Our Quality Commitment
Quality at Tron Chemicals is built on GMP-compliant systems, stringent documentation, and continuous process control across the entire product lifecycle. Each batch is manufactured under validated processes and released only after thorough quality review by an independent QA team, ensuring reliability for regulated and semi-regulated markets.
SOP-Driven Quality System
A comprehensive Standard Operating Procedures (SOP) framework forms the backbone of our Quality Assurance function, standardizing every critical activity from raw material receipt to finished goods dispatch. SOPs are aligned with WHO-GMP, ISO 9001:2015, and ICH Q7 expectations, ensuring consistency, traceability, and regulatory compliance in all operations.
Scope of QA SOPs
Our QA SOP portfolio covers key quality systems including document control, change control, deviation and OOS management, investigation and CAPA, batch review and release, product recall, market complaint handling, self-inspection, and internal audits. Additional SOPs govern vendor qualification, material sampling, process validation, cleaning validation, equipment qualification, environmental monitoring, data integrity, and training management for personnel at all levels.
SOP Structure and Control
Every SOP follows a standardized structure detailing purpose, scope, responsibilities, definitions, stepwise procedure, precautions, records, and revision history to ensure clarity and ease of implementation on the shop floor. All controlled documents are maintained through a digital document management system with version control and electronic approvals, ensuring only current, approved procedures are available for use.

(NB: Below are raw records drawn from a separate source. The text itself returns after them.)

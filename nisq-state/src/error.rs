//! Error types for density matrix operations

use thiserror::Error;

/// Errors that can occur while evolving or sampling a density matrix
#[derive(Error, Debug, Clone, PartialEq)]
pub enum StateError {
    /// Invalid qubit index
    #[error("Invalid qubit index {index} for {num_qubits}-qubit state")]
    InvalidQubitIndex { index: usize, num_qubits: usize },

    /// The same qubit targeted twice by one operator
    #[error("Qubit {index} targeted more than once")]
    DuplicateQubit { index: usize },

    /// Invalid state or operator dimension
    #[error("Invalid dimension {dimension}")]
    InvalidDimension { dimension: usize },

    /// Dimension mismatch
    #[error("Dimension mismatch: expected {expected}, got {actual}")]
    DimensionMismatch { expected: usize, actual: usize },

    /// Memory allocation error
    #[error("Failed to allocate a density matrix for {num_qubits} qubits")]
    AllocationError { num_qubits: usize },

    /// Diagonal does not describe a probability distribution
    #[error(
        "Non-physical state: negative probability mass {negative_mass:.3e} \
         (tolerance {tolerance:.1e}), clipped total {total}"
    )]
    NonPhysicalState {
        negative_mass: f64,
        tolerance: f64,
        total: f64,
    },
}

/// Result type for density matrix operations
pub type Result<T> = std::result::Result<T, StateError>;
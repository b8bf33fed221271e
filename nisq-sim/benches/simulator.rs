use criterion::{black_box, criterion_group, criterion_main, BenchmarkId, Criterion};
use nisq_core::{CompiledCircuit, DeviceProfile, GateKind, QubitLayout};
use nisq_sim::{LiftingStrategy, NoisySimulator, SimulatorConfig};

fn line_device(num_qubits: usize) -> DeviceProfile {
    DeviceProfile::builder(num_qubits)
        .gate_percent("h", 0.05, 35.0)
        .gate_percent("x", 0.05, 35.0)
        .gate_percent("cx", 1.0, 300.0)
        .gate_percent("measure", 1.5, 1000.0)
        .edges((0..num_qubits - 1).map(|q| (q, q + 1)))
        .uniform_coherence(80_000.0, 60_000.0)
        .build()
        .unwrap()
}

fn create_layered_circuit(num_qubits: usize, depth: usize) -> CompiledCircuit {
    let mut circuit = CompiledCircuit::new(num_qubits, QubitLayout::identity(num_qubits)).unwrap();

    for d in 0..depth {
        // Single qubit gates layer
        for q in 0..num_qubits {
            let kind = if (q + d) % 2 == 0 { GateKind::H } else { GateKind::X };
            circuit.push(kind, &[q]).unwrap();
        }

        // Entangling layer
        for q in 0..(num_qubits - 1) {
            if (q + d) % 2 == 0 {
                circuit.push(GateKind::Cx, &[q, q + 1]).unwrap();
            }
        }
    }

    circuit
}

fn create_ghz_circuit(num_qubits: usize) -> CompiledCircuit {
    let mut circuit = CompiledCircuit::new(num_qubits, QubitLayout::identity(num_qubits)).unwrap();
    circuit.push(GateKind::H, &[0]).unwrap();
    for q in 0..(num_qubits - 1) {
        circuit.push(GateKind::Cx, &[q, q + 1]).unwrap();
    }
    for q in 0..num_qubits {
        circuit.push(GateKind::Measure, &[q]).unwrap();
    }
    circuit
}

fn bench_full_simulation(c: &mut Criterion) {
    let mut group = c.benchmark_group("full_simulation");
    group.sample_size(10);

    for num_qubits in [3, 5, 7] {
        let simulator = NoisySimulator::new(line_device(num_qubits), create_ghz_circuit(num_qubits))
            .unwrap()
            .with_config(SimulatorConfig::new().with_seed(42))
            .unwrap();

        group.bench_with_input(
            BenchmarkId::new("ghz", format!("{}q", num_qubits)),
            &simulator,
            |b, simulator| b.iter(|| simulator.simulate(black_box(1024)).unwrap()),
        );
    }

    group.finish();
}

fn bench_lifting_strategies(c: &mut Criterion) {
    let mut group = c.benchmark_group("lifting");
    group.sample_size(10);

    for num_qubits in [4, 6] {
        let depth = 5;
        for (name, lifting) in [
            ("kronecker", LiftingStrategy::Kronecker),
            ("contraction", LiftingStrategy::Contraction),
        ] {
            let simulator = NoisySimulator::new(
                line_device(num_qubits),
                create_layered_circuit(num_qubits, depth),
            )
            .unwrap()
            .with_config(SimulatorConfig::new().with_lifting(lifting))
            .unwrap();

            group.bench_with_input(
                BenchmarkId::new(name, format!("{}q_d{}", num_qubits, depth)),
                &simulator,
                |b, simulator| b.iter(|| simulator.final_density_matrix().unwrap()),
            );
        }
    }

    group.finish();
}

fn bench_parallel_threshold(c: &mut Criterion) {
    let _ = env_logger::builder().is_test(true).try_init();
    let mut group = c.benchmark_group("parallel_threshold");
    group.sample_size(10);

    let num_qubits = 8;
    for threshold in [usize::MAX, 8] {
        let simulator = NoisySimulator::new(
            line_device(num_qubits),
            create_layered_circuit(num_qubits, 2),
        )
        .unwrap()
        .with_config(SimulatorConfig::new().with_parallel_threshold(threshold))
        .unwrap();

        let label = if threshold == usize::MAX { "sequential" } else { "rayon" };
        group.bench_function(label, |b| {
            b.iter(|| simulator.final_density_matrix().unwrap())
        });
    }

    group.finish();
}

criterion_group!(
    benches,
    bench_full_simulation,
    bench_lifting_strategies,
    bench_parallel_threshold
);
criterion_main!(benches);
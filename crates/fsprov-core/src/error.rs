//! Error types for the filesystem provisioner

use serde::{Deserialize, Serialize};
use std::time::Duration;
use thiserror::Error;

/// Result type for provisioner operations
pub type Result<T> = std::result::Result<T, ProvisionerError>;

/// Failure kinds reported to callers
///
/// Domain kinds are surfaced verbatim; every other fault collapses into
/// `InternalFailure`.
#[derive(Debug, Clone, Copy, PartialEq, Eq, Hash, Serialize, Deserialize)]
pub enum FailureKind {
    InsufficientSpace,
    InstanceCreationFailed,
    InstanceNotFound,
    InstanceDeletionFailed,
    InternalFailure,
}

impl std::fmt::Display for FailureKind {
    fn fmt(&self, f: &mut std::fmt::Formatter<'_>) -> std::fmt::Result {
        let name = match self {
            FailureKind::InsufficientSpace => "insufficient-space",
            FailureKind::InstanceCreationFailed => "instance-creation-failed",
            FailureKind::InstanceNotFound => "instance-not-found",
            FailureKind::InstanceDeletionFailed => "instance-deletion-failed",
            FailureKind::InternalFailure => "internal-failure",
        };
        f.write_str(name)
    }
}

/// Core error type for provisioner operations
#[derive(Error, Debug)]
pub enum ProvisionerError {
    /// The capacity pool cannot hold one more full-size instance
    #[error("Insufficient space: requesting {requested}MB, {available}MB available")]
    InsufficientSpace { requested: u64, available: u64 },

    /// The backend could not materialize an instance
    #[error("Failed to create filesystem instance {name}: {reason}")]
    InstanceCreationFailed { name: String, reason: String },

    /// No instance with this id is registered
    #[error("Could not find filesystem instance {0}")]
    InstanceNotFound(String),

    /// The backend could not tear an instance down
    #[error("Failed to delete filesystem instance {instance_id}: {reason}")]
    InstanceDeletionFailed { instance_id: String, reason: String },

    /// A record with this service id is already registered
    #[error("Service id already registered: {0}")]
    ServiceIdCollision(String),

    #[error("IO error: {0}")]
    Io(#[from] std::io::Error),

    #[error("JSON error: {0}")]
    Json(#[from] serde_json::Error),

    #[error("YAML error: {0}")]
    Yaml(#[from] serde_yaml::Error),

    #[error("Configuration error: {0}")]
    Config(String),

    #[error("Operation timed out after {0:?}")]
    Timeout(Duration),

    #[error("Internal error: {0}")]
    Internal(String),
}

impl ProvisionerError {
    /// Create a configuration error
    pub fn config(msg: impl Into<String>) -> Self {
        Self::Config(msg.into())
    }

    /// Create an internal error
    pub fn internal(msg: impl Into<String>) -> Self {
        Self::Internal(msg.into())
    }

    /// Create an instance creation failure for the attempted name
    pub fn creation_failed(name: impl Into<String>, reason: impl std::fmt::Display) -> Self {
        Self::InstanceCreationFailed {
            name: name.into(),
            reason: reason.to_string(),
        }
    }

    /// Create an instance deletion failure
    pub fn deletion_failed(instance_id: impl Into<String>, reason: impl std::fmt::Display) -> Self {
        Self::InstanceDeletionFailed {
            instance_id: instance_id.into(),
            reason: reason.to_string(),
        }
    }

    /// Failure kind as reported to callers
    pub fn kind(&self) -> FailureKind {
        match self {
            Self::InsufficientSpace { .. } => FailureKind::InsufficientSpace,
            Self::InstanceCreationFailed { .. } => FailureKind::InstanceCreationFailed,
            Self::InstanceNotFound(_) => FailureKind::InstanceNotFound,
            Self::InstanceDeletionFailed { .. } => FailureKind::InstanceDeletionFailed,
            _ => FailureKind::InternalFailure,
        }
    }

    /// Whether this error is an expected domain failure safe to show callers
    pub fn is_domain(&self) -> bool {
        self.kind() != FailureKind::InternalFailure
    }
}
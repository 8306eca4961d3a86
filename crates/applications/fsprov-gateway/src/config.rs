//! Gateway configuration sources
//!
//! Capacity settings are read fresh on every capacity check so that edits to
//! `filesystem_gateway.yml` take effect without a restart.

use async_trait::async_trait;
use fsprov_core::{ConfigSource, GatewayConfig, ProvisionerError, Result};
use std::path::{Path, PathBuf};
use tracing::debug;

/// Name of the gateway configuration file
pub const CONFIG_FILE_NAME: &str = "filesystem_gateway.yml";

/// Environment variable naming the configuration directory
pub const CONFIG_DIR_ENV: &str = "CLOUD_FOUNDRY_CONFIG_PATH";

/// Default configuration path
///
/// `$CLOUD_FOUNDRY_CONFIG_PATH/filesystem_gateway.yml`, or
/// `./config/filesystem_gateway.yml` when the variable is unset.
pub fn default_config_path() -> PathBuf {
    let base = std::env::var_os(CONFIG_DIR_ENV)
        .map(PathBuf::from)
        .unwrap_or_else(|| PathBuf::from("config"));
    base.join(CONFIG_FILE_NAME)
}

/// Parse and validate a YAML configuration document
pub fn parse_config(raw: &str) -> Result<GatewayConfig> {
    let config: GatewayConfig = serde_yaml::from_str(raw)?;
    config.validate()?;
    Ok(config)
}

/// Configuration re-read from a YAML file on every load
#[derive(Debug, Clone)]
pub struct YamlConfigFile {
    path: PathBuf,
}

impl YamlConfigFile {
    /// Configuration source reading `path`
    pub fn new(path: impl Into<PathBuf>) -> Self {
        Self { path: path.into() }
    }

    /// File this source reads
    pub fn path(&self) -> &Path {
        &self.path
    }
}

#[async_trait]
impl ConfigSource for YamlConfigFile {
    async fn load(&self) -> Result<GatewayConfig> {
        debug!(path = %self.path.display(), "Loading gateway configuration");
        let raw = tokio::fs::read_to_string(&self.path).await.map_err(|e| {
            ProvisionerError::config(format!("cannot read {}: {}", self.path.display(), e))
        })?;
        parse_config(&raw)
    }
}

/// Fixed configuration
#[derive(Debug, Clone)]
pub struct StaticConfig(pub GatewayConfig);

#[async_trait]
impl ConfigSource for StaticConfig {
    async fn load(&self) -> Result<GatewayConfig> {
        Ok(self.0.clone())
    }
}

#[cfg(test)]
mod tests {
    use super::*;

    const SAMPLE: &str = r#"
max_fs_size: 2048
available_storage: 10240
host: 192.168.1.10
storage_root: /tmp/fsprov
backend_timeout_secs: 5
"#;

    #[test]
    fn test_parse_config() {
        let config = parse_config(SAMPLE).unwrap();
        assert_eq!(config.max_fs_size, 2048);
        assert_eq!(config.available_storage, 10240);
        assert_eq!(config.host, "192.168.1.10");
        assert_eq!(config.storage_root, "/tmp/fsprov");
        assert_eq!(config.node_id, "gateway");
        assert_eq!(config.backend_timeout_secs, 5);
    }

    #[test]
    fn test_parse_config_rejects_invalid() {
        assert!(matches!(
            parse_config("max_fs_size: 0\navailable_storage: 10\nhost: h\n"),
            Err(ProvisionerError::Config(_))
        ));
        assert!(matches!(
            parse_config("available_storage: 10\n"),
            Err(ProvisionerError::Yaml(_))
        ));
    }

    #[tokio::test]
    async fn test_yaml_file_is_reread_on_every_load() {
        let tmp = tempfile::tempdir().unwrap();
        let path = tmp.path().join(CONFIG_FILE_NAME);
        std::fs::write(&path, SAMPLE).unwrap();

        let source = YamlConfigFile::new(&path);
        assert_eq!(source.load().await.unwrap().available_storage, 10240);

        std::fs::write(&path, SAMPLE.replace("10240", "4096")).unwrap();
        assert_eq!(source.load().await.unwrap().available_storage, 4096);
    }

    #[tokio::test]
    async fn test_missing_file_is_config_error() {
        let source = YamlConfigFile::new("/nonexistent/filesystem_gateway.yml");
        assert!(matches!(source.load().await, Err(ProvisionerError::Config(_))));
    }

    #[test]
    fn test_default_path_file_name() {
        assert!(default_config_path().ends_with(CONFIG_FILE_NAME));
    }
}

Implementation, Training and Compliance
All employees receive role-based SOP training during induction, followed by periodic refreshers and assessments to verify understanding and operational competence. Training records, read-and-understand acknowledgements, and practical demonstrations are documented in an integrated system, ensuring that every activity is performed exactly as per approved procedures.
Deviation, Investigation and CAPA
Any deviation from SOPs, OOS/OOT results, or non-conformances triggers a structured investigation process led by QA, using root cause analysis tools and risk-based assessment. Corrective and Preventive Actions (CAPA) are defined, implemented, and verified for effectiveness, with trends monitored to drive continuous improvement and prevent recurrence.
Testing and Analytical Assurance
Quality is further reinforced through in-process and finished product testing based on validated analytical methods and pharmacopeial specifications wherever applicable. Robust sampling plans, method validation, instrument calibration, and controlled laboratory practices ensure accurate, reproducible results that support confident batch release decisions.
Continuous Improvement and Audits
Internal audits, customer audits, and regulatory inspections are used proactively to strengthen systems, close gaps, and update SOPs in line with evolving regulatory expectations and best practices. Review of quality metrics, deviation trends, CAPA effectiveness, and audit observations feeds into a structured Management Review framework, reinforcing Tron Chemicals’ culture of continuous improvement in Quality Assurance.